SUPPLIED RECORDS >>
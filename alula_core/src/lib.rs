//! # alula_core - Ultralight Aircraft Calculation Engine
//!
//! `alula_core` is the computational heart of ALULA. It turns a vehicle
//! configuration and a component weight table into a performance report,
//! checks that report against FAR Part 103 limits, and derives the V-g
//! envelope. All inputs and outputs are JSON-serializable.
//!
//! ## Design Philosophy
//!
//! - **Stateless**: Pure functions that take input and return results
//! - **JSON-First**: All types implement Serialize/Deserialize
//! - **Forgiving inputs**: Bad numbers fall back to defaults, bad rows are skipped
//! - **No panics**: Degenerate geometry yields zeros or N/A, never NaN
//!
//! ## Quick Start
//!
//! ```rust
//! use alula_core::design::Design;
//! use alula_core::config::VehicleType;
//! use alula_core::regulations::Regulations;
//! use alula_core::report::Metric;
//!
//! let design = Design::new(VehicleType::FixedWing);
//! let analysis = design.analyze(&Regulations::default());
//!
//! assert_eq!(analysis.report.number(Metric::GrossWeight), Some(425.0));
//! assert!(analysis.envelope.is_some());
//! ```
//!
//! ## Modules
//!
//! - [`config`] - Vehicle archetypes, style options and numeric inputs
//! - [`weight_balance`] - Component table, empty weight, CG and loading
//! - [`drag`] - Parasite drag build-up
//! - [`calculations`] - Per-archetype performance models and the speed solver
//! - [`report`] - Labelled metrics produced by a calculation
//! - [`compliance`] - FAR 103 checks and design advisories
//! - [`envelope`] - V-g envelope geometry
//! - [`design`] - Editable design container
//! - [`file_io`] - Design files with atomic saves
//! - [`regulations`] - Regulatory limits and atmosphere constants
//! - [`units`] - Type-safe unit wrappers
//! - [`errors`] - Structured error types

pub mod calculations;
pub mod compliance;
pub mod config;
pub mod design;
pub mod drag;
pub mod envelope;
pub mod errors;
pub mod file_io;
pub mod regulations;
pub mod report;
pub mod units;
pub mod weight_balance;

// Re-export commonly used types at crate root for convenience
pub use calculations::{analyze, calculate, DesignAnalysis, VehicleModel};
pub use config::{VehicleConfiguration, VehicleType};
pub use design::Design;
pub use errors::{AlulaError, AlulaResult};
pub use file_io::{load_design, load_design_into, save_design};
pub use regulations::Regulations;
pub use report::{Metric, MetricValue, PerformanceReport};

INSTRUCTIONS FOR THE TASK >> Reproduce every line in the data that has the word "drag" in it.

RESULT OF THE EXERCISE >>
//! - [`drag`] - Parasite drag build-up
pub mod drag;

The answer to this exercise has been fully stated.